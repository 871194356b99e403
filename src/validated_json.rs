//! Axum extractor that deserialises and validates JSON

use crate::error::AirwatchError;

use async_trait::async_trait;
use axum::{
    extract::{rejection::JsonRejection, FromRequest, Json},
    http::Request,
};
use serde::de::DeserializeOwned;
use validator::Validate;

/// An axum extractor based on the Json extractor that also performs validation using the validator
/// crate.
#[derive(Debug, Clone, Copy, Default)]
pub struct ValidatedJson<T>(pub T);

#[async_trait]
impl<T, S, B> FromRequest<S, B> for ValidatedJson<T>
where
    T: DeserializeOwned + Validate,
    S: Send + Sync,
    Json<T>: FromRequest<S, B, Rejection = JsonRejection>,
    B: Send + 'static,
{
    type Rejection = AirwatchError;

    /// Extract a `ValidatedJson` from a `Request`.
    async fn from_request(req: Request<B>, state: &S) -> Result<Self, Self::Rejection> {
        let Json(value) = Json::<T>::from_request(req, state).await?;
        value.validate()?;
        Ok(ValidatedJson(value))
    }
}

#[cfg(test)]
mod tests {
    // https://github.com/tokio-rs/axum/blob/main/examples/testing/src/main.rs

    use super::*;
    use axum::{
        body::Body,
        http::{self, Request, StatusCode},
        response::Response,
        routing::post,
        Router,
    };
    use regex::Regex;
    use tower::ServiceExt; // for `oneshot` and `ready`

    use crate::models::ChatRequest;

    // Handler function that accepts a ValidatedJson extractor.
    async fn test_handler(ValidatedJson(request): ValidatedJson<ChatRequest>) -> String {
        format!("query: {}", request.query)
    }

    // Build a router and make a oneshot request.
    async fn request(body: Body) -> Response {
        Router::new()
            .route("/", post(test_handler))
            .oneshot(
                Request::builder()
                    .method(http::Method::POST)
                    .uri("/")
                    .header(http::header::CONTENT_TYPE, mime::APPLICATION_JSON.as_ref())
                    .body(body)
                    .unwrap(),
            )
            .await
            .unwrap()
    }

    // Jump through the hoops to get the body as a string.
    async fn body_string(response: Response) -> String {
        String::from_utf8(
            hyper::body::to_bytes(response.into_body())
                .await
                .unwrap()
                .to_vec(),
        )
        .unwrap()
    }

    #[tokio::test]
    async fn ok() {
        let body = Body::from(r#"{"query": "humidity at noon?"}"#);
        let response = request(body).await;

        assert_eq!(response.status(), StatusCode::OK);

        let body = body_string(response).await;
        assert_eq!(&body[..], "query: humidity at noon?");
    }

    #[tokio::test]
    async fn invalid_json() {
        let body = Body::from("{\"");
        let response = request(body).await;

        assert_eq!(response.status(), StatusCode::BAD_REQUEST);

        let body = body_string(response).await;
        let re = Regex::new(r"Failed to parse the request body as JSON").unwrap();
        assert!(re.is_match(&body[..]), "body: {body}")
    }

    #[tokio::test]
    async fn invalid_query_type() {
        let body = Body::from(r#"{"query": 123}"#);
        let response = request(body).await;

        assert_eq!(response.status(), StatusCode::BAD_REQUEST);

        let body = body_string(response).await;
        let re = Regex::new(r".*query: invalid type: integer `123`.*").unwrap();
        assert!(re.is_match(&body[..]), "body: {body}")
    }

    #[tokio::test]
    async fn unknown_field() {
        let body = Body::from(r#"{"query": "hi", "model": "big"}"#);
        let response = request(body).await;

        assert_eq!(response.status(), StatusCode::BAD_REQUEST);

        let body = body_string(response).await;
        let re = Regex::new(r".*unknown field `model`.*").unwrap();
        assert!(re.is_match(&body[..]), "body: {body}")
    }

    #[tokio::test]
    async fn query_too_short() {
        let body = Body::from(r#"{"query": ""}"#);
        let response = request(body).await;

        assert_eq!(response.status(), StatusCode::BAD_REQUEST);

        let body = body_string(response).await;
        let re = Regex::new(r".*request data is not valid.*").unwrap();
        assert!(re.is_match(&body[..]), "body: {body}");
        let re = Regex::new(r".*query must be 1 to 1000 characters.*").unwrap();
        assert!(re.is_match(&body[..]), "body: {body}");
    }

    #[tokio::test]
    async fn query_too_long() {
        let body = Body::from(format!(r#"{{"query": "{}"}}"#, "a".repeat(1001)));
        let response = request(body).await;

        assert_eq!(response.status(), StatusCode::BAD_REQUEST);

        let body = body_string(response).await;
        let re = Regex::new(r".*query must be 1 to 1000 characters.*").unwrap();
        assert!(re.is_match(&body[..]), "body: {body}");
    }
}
====================
Where in the entries does the word "ChatRequest" occur? Copy out each line that has it.

    use crate::models::ChatRequest;
    async fn test_handler(ValidatedJson(request): ValidatedJson<ChatRequest>) -> String {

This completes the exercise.